= Assignment =
Every line of the listing that contains the word "EnvFilter" is to be copied out.
+++
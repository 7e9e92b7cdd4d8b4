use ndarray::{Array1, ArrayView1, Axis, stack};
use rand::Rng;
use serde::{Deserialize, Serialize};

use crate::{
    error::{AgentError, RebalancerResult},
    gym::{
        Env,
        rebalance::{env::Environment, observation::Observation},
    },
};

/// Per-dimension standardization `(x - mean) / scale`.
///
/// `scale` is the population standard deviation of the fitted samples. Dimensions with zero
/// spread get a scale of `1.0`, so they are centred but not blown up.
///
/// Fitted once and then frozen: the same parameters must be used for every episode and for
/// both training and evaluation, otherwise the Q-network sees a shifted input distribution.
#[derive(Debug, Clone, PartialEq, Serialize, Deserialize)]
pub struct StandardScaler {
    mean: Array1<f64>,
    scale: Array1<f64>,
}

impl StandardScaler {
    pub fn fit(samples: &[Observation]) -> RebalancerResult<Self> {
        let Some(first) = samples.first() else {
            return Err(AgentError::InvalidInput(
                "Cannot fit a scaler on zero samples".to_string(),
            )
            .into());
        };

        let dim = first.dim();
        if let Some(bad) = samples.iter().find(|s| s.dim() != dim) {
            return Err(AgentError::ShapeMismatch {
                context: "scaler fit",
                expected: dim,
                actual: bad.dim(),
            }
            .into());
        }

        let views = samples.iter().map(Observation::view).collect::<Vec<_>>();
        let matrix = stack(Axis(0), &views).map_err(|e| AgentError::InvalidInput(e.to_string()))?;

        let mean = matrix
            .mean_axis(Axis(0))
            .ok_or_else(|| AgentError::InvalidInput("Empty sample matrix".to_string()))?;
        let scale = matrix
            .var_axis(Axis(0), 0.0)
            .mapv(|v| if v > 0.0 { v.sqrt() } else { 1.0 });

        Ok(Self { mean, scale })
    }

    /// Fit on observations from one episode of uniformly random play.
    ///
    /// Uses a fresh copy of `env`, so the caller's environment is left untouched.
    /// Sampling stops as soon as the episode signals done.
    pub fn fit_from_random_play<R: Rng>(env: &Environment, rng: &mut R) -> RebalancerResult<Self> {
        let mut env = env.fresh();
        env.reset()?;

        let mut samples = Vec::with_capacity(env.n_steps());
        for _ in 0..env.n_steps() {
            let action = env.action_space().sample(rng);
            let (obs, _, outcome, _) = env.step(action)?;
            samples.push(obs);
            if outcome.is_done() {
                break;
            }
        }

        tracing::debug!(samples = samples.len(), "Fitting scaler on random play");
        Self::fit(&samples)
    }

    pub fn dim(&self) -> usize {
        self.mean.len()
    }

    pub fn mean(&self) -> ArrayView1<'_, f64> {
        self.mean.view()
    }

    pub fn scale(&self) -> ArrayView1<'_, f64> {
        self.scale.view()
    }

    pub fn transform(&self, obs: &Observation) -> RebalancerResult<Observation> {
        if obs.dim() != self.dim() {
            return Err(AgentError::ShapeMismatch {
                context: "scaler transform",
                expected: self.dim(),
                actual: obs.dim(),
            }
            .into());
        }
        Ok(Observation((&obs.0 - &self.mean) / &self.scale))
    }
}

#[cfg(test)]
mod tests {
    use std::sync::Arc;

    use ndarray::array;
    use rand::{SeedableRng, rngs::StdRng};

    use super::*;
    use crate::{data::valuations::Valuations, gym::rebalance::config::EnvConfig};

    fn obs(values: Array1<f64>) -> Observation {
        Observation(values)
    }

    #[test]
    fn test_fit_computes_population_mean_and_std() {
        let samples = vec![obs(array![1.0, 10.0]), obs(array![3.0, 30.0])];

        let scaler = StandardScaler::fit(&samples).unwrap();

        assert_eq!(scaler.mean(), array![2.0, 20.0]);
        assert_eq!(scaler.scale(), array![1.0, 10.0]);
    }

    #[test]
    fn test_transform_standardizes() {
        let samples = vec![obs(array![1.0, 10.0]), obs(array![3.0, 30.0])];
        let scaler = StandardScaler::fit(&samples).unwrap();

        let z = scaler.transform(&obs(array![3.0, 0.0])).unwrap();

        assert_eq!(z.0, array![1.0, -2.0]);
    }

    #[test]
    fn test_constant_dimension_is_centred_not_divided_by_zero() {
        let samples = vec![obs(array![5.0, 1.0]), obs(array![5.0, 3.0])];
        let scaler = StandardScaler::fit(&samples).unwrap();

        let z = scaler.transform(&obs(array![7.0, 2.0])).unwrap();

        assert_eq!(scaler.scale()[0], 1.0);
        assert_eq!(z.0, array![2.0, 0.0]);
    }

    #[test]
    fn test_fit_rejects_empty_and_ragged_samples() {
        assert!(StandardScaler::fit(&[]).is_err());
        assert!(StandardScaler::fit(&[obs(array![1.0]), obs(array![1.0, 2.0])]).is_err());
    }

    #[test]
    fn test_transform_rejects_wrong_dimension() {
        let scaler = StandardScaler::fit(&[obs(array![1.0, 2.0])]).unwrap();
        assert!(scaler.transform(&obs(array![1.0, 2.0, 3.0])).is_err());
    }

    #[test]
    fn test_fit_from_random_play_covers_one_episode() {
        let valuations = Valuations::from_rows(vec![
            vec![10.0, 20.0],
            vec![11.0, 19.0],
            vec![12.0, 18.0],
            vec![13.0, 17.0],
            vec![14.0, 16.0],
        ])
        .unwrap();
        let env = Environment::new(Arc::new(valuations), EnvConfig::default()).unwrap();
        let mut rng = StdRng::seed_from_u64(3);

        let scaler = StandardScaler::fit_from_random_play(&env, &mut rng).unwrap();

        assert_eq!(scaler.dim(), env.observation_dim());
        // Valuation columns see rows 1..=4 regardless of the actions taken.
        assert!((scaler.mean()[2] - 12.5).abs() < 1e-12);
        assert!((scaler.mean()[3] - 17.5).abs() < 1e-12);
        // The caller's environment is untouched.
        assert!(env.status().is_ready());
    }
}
+++
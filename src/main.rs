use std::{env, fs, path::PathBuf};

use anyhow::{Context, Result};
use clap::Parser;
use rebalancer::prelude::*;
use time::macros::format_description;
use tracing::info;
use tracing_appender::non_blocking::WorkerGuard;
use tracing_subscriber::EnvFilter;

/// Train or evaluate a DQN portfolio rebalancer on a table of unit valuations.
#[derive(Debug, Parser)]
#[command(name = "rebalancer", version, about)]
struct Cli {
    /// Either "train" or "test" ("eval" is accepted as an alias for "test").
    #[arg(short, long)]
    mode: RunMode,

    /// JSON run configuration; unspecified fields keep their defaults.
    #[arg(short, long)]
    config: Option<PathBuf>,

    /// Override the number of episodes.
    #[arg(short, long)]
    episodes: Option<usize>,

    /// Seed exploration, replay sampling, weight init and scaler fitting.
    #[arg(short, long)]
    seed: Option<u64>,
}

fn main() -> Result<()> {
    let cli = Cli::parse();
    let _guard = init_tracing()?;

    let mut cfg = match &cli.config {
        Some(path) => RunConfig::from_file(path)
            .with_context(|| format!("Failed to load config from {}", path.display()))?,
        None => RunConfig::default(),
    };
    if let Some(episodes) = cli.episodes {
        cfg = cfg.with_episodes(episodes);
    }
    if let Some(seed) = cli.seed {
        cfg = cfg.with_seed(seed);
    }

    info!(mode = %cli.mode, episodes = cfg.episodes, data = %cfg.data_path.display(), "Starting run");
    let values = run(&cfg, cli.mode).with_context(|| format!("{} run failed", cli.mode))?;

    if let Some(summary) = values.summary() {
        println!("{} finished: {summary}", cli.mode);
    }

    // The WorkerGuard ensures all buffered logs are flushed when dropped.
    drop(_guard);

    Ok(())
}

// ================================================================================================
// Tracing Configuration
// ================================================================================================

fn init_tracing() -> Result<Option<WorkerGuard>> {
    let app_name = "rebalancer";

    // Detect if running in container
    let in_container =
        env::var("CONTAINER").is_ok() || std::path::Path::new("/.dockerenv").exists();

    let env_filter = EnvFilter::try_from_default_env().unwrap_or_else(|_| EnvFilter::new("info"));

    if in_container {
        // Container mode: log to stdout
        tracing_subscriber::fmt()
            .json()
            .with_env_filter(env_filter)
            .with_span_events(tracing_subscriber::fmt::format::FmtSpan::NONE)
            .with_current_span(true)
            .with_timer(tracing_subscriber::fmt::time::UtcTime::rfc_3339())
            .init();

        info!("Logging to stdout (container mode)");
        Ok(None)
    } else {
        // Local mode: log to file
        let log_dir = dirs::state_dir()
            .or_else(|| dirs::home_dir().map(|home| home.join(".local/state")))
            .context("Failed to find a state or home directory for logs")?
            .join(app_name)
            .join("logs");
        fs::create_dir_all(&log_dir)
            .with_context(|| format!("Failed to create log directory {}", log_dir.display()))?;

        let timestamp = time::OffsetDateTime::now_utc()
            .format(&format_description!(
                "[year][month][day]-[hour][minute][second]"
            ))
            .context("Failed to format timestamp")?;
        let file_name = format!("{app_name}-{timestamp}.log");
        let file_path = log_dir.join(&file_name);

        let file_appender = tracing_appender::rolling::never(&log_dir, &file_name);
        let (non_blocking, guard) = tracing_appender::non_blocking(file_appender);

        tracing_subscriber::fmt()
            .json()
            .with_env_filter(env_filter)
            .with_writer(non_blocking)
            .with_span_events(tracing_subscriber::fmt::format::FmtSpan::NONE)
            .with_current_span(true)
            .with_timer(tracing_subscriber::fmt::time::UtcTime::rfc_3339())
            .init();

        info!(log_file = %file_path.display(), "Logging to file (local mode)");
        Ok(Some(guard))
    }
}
+++
= Finished exercise =
use tracing_subscriber::EnvFilter;
    let env_filter = EnvFilter::try_from_default_env().unwrap_or_else(|_| EnvFilter::new("info"));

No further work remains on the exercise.